Exercise aim – Among the entries below, find each line holding "info" and return it.
==== Task input ====
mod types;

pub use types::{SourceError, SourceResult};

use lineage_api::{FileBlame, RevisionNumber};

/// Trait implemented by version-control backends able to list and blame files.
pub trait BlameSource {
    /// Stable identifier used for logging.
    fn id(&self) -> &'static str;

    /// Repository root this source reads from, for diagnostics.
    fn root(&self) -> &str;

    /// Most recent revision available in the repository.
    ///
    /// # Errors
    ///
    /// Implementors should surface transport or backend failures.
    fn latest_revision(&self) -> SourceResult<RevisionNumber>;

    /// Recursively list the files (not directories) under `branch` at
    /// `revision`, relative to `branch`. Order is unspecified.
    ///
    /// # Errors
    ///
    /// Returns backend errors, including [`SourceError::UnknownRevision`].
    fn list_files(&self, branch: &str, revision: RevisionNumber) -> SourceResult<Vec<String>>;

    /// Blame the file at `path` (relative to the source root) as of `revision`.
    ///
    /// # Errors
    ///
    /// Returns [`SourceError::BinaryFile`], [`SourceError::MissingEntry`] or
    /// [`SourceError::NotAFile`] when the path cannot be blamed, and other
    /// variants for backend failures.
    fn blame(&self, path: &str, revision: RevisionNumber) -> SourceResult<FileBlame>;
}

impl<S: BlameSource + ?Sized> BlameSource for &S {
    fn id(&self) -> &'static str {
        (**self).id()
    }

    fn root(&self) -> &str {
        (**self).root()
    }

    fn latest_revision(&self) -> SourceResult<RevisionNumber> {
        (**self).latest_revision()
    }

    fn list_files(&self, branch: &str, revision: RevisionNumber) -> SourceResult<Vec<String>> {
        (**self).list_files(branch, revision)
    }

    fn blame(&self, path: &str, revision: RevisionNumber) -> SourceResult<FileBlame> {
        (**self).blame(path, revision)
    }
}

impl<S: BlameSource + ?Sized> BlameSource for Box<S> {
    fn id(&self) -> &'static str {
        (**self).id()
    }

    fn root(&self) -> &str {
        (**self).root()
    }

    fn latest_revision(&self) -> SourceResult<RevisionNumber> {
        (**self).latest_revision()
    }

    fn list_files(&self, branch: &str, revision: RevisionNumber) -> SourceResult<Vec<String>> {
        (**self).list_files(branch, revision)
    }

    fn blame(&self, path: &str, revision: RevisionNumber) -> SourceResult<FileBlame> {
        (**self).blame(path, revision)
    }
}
====
==== Task input ====
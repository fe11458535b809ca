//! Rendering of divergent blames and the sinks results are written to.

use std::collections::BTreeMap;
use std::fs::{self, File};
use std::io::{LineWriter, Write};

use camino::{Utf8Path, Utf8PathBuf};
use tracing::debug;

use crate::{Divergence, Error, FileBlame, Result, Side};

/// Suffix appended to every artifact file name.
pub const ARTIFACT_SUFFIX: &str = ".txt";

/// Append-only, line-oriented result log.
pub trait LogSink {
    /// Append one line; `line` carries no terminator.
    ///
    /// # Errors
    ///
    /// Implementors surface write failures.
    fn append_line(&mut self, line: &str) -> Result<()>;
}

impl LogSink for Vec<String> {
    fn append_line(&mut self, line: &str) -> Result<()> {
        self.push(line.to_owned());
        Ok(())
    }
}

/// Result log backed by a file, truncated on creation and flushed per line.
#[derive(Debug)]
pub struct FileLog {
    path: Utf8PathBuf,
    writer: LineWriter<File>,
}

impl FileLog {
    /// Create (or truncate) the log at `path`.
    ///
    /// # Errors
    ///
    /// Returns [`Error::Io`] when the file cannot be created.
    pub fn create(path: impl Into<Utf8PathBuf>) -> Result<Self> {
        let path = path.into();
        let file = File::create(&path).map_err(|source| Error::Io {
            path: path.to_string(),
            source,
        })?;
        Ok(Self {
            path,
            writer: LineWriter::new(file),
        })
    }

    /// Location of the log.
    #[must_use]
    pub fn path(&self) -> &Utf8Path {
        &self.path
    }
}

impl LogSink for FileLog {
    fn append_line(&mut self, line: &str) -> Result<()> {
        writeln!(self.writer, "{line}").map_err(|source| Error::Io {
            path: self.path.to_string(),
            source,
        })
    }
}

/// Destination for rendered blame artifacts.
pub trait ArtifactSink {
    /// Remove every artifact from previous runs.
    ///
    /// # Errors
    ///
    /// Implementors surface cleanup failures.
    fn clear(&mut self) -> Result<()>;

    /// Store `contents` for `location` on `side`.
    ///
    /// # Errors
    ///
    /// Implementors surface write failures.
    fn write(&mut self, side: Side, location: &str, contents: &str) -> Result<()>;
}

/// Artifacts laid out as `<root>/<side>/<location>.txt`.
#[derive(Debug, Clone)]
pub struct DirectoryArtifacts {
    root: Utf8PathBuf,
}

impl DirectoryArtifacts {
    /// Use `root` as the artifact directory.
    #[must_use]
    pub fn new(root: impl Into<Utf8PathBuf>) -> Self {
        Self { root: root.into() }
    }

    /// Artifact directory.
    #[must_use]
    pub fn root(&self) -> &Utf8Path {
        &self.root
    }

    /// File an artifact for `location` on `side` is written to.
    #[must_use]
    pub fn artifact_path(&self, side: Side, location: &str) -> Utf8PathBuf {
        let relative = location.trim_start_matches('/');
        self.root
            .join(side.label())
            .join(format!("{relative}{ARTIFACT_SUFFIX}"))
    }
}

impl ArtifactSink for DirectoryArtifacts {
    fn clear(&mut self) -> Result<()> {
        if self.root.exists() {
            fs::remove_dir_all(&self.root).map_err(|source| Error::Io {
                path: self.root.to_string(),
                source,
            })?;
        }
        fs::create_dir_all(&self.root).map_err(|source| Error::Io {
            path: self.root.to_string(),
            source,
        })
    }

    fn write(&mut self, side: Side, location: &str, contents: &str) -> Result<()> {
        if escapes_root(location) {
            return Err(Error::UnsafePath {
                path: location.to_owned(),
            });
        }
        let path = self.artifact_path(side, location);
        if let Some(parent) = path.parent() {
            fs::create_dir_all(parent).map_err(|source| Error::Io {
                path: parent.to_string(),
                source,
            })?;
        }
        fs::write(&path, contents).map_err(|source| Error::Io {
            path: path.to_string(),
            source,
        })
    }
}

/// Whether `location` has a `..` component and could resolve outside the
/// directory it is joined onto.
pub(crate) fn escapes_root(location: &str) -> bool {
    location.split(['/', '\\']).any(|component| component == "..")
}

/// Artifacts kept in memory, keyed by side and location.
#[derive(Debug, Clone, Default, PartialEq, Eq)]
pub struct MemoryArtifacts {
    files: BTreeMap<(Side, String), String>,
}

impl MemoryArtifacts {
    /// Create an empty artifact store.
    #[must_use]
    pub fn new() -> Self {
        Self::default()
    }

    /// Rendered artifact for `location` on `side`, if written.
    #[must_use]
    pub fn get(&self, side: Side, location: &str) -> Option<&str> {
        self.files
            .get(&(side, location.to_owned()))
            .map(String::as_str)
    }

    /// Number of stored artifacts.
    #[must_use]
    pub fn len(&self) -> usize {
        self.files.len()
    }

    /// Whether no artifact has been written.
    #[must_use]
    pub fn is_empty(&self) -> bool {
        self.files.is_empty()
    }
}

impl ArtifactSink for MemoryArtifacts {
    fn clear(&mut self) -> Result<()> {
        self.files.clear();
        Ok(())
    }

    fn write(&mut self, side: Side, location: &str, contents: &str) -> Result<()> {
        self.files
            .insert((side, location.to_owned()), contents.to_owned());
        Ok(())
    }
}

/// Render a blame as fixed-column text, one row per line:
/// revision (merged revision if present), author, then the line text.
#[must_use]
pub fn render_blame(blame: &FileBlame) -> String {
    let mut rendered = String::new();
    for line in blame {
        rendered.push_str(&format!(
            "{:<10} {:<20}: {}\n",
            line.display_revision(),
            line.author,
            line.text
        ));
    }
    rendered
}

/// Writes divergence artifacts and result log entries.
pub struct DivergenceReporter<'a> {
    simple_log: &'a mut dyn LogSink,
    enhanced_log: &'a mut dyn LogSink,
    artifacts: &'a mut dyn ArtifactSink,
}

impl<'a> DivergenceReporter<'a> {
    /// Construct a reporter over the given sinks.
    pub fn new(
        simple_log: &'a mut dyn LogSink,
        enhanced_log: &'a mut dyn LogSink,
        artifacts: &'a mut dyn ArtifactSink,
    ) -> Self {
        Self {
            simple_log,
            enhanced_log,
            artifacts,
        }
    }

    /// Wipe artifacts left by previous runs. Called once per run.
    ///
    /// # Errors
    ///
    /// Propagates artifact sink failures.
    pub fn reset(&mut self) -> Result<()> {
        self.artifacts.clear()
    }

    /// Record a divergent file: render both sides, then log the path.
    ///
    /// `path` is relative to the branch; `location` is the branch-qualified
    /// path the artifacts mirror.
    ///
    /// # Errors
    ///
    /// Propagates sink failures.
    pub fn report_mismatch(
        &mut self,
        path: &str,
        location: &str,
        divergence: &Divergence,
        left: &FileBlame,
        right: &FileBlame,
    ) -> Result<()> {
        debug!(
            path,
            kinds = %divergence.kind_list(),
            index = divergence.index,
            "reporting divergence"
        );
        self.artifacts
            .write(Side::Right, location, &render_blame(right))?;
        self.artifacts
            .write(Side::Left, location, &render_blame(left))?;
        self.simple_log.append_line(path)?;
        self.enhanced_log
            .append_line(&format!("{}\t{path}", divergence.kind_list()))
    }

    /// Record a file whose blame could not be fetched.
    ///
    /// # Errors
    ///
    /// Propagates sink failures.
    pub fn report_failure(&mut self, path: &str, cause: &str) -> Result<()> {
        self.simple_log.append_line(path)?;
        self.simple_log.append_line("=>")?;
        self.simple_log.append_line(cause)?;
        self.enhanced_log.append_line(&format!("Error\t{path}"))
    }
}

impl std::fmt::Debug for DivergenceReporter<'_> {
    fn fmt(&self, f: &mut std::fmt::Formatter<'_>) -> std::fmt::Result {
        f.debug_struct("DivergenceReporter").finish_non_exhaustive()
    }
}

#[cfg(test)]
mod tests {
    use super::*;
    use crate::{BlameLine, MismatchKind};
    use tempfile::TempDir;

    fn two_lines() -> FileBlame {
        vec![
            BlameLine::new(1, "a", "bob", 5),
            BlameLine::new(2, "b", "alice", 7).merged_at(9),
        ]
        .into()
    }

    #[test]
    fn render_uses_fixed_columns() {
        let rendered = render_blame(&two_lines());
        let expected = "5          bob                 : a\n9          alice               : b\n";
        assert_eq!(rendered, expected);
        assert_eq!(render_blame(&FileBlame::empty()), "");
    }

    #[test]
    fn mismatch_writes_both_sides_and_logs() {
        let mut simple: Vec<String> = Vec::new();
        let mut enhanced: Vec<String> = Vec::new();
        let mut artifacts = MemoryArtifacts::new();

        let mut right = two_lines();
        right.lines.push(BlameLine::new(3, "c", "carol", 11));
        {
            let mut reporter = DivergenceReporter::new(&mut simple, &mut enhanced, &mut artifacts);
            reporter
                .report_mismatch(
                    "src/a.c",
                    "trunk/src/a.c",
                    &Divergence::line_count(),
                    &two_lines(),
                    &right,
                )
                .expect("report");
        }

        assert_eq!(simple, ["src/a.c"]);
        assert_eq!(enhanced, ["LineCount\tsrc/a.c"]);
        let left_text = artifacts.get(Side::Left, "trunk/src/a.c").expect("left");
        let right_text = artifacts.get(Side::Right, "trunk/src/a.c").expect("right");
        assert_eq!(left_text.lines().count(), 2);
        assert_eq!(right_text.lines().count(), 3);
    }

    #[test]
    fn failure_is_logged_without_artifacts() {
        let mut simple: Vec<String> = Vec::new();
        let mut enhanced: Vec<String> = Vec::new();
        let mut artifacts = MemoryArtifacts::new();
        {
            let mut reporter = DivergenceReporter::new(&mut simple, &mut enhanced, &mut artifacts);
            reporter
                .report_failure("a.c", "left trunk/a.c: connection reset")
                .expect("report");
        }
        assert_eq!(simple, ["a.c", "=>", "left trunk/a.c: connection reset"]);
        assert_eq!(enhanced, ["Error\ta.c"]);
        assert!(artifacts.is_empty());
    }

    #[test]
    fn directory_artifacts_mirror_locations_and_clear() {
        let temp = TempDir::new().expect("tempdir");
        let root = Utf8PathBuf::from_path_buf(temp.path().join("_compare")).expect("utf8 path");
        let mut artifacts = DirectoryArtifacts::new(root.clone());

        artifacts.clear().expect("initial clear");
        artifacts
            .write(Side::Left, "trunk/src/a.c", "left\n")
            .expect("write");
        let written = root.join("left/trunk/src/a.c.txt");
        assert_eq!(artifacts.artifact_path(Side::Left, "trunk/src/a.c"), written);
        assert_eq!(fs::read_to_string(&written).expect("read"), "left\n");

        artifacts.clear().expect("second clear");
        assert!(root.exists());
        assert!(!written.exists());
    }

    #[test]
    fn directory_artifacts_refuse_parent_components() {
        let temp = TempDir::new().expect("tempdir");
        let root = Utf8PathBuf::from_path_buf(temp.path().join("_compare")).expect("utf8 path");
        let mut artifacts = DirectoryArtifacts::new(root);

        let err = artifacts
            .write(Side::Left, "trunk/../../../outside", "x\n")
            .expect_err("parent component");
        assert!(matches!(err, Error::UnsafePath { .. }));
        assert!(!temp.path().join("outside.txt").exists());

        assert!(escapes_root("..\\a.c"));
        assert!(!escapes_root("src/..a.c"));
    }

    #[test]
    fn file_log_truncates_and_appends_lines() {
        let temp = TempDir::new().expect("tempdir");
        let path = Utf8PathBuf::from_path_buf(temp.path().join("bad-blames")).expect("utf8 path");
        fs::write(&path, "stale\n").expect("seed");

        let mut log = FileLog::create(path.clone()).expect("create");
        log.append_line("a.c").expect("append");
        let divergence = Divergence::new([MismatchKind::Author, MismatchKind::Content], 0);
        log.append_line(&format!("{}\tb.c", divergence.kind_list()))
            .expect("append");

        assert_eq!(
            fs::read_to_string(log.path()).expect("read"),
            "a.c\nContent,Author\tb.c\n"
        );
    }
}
====
==== Task input ====
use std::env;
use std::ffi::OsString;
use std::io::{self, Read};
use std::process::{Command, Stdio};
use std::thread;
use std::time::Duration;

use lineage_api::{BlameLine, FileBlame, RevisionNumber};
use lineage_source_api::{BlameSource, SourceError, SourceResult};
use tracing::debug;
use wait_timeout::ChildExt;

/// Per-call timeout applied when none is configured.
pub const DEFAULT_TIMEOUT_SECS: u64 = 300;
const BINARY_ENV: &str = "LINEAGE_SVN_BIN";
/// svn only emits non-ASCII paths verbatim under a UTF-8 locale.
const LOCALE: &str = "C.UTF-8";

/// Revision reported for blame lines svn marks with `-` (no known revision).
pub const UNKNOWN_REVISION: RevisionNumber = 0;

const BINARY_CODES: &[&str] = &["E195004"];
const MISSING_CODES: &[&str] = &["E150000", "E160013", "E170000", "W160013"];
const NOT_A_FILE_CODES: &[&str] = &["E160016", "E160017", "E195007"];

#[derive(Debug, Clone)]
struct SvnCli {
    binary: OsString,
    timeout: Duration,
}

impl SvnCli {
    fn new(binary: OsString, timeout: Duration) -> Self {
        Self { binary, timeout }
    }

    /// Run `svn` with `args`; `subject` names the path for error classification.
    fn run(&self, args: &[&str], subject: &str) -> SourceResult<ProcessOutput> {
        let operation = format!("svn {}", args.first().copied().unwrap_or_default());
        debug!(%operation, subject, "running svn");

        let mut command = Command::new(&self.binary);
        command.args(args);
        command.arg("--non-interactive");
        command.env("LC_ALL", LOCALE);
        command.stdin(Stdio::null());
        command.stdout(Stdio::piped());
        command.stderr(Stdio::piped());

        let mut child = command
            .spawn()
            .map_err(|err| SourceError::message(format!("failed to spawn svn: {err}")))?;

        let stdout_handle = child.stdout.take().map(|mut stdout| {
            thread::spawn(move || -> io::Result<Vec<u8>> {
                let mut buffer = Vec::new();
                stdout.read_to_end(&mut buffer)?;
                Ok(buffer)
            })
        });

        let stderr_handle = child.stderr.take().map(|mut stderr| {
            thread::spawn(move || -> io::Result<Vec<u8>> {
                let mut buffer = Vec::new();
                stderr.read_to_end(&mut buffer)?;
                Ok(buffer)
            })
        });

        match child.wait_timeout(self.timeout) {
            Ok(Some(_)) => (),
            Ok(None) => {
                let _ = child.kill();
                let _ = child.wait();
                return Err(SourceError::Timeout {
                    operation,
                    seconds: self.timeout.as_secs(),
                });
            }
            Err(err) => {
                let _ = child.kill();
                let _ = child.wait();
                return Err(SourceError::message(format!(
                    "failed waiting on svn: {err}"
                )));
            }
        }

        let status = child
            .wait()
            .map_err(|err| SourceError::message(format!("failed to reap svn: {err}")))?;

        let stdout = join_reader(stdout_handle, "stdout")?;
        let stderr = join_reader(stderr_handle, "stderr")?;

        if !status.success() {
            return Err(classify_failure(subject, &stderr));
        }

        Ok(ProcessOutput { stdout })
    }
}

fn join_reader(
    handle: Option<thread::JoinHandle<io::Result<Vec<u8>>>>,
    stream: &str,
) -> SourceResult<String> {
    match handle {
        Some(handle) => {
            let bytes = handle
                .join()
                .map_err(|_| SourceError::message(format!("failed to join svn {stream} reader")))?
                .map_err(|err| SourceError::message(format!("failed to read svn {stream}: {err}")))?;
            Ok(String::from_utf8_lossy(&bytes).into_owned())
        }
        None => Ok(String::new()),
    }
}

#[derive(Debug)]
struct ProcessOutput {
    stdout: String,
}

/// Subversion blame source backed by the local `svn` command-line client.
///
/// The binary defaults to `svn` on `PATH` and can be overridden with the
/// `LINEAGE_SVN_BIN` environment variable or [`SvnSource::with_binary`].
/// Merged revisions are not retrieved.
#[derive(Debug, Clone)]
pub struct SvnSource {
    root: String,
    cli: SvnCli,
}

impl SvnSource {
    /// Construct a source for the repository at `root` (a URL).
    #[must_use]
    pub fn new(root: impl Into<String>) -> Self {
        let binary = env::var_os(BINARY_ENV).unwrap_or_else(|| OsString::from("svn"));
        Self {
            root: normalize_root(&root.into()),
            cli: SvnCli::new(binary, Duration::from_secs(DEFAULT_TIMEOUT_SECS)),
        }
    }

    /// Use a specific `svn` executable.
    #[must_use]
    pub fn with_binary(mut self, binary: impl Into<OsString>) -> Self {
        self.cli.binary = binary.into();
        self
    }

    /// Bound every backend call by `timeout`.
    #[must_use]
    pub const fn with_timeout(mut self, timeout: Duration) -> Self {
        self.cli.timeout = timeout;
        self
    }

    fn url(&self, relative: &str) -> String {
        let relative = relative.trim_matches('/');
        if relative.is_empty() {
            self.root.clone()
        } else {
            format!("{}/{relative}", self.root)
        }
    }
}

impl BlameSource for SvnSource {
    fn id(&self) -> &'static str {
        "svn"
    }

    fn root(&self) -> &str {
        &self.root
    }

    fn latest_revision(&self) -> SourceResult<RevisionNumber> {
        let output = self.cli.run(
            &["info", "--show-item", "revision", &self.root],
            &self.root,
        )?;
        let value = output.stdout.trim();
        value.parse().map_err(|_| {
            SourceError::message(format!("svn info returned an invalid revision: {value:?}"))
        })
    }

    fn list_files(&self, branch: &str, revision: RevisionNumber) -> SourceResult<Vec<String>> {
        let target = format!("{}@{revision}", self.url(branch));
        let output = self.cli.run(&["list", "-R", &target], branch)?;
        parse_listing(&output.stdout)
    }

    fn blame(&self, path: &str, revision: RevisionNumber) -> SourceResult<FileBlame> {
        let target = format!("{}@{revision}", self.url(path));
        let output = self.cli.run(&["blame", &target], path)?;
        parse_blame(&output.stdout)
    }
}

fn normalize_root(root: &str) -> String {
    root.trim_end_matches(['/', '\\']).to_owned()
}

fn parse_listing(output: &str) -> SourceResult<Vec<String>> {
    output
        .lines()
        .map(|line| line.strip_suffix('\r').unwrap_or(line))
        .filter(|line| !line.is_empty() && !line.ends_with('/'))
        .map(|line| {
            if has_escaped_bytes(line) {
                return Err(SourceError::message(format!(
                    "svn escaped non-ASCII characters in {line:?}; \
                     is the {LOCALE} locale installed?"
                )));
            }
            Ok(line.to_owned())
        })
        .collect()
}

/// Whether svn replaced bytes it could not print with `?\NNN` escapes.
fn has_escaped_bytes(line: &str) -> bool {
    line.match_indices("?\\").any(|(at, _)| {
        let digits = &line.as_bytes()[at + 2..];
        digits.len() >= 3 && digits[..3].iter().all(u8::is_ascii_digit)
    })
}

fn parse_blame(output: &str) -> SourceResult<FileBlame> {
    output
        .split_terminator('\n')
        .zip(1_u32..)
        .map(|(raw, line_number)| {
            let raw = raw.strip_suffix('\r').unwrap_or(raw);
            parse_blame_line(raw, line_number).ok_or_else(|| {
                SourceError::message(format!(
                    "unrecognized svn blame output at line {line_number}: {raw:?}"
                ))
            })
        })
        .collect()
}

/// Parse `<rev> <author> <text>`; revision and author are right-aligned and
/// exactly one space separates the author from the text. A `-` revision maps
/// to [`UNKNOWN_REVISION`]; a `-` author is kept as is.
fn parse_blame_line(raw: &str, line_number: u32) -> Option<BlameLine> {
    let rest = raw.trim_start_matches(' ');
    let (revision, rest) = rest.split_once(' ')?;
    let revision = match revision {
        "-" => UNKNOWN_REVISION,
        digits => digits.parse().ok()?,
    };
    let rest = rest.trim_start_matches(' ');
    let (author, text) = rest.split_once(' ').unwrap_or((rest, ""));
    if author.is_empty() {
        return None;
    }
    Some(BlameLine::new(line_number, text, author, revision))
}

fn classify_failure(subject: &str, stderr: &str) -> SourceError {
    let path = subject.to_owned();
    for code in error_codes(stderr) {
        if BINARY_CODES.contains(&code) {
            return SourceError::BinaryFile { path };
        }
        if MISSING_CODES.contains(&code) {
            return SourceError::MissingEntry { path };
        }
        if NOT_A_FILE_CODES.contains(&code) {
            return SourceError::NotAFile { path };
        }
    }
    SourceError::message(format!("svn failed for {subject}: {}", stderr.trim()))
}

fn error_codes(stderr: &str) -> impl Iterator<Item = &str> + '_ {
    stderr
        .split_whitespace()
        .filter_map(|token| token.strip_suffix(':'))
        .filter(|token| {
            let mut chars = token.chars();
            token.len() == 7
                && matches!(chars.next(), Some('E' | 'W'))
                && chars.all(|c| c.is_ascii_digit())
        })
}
====
Output of the exercise –
            &["info", "--show-item", "revision", &self.root],
            SourceError::message(format!("svn info returned an invalid revision: {value:?}"))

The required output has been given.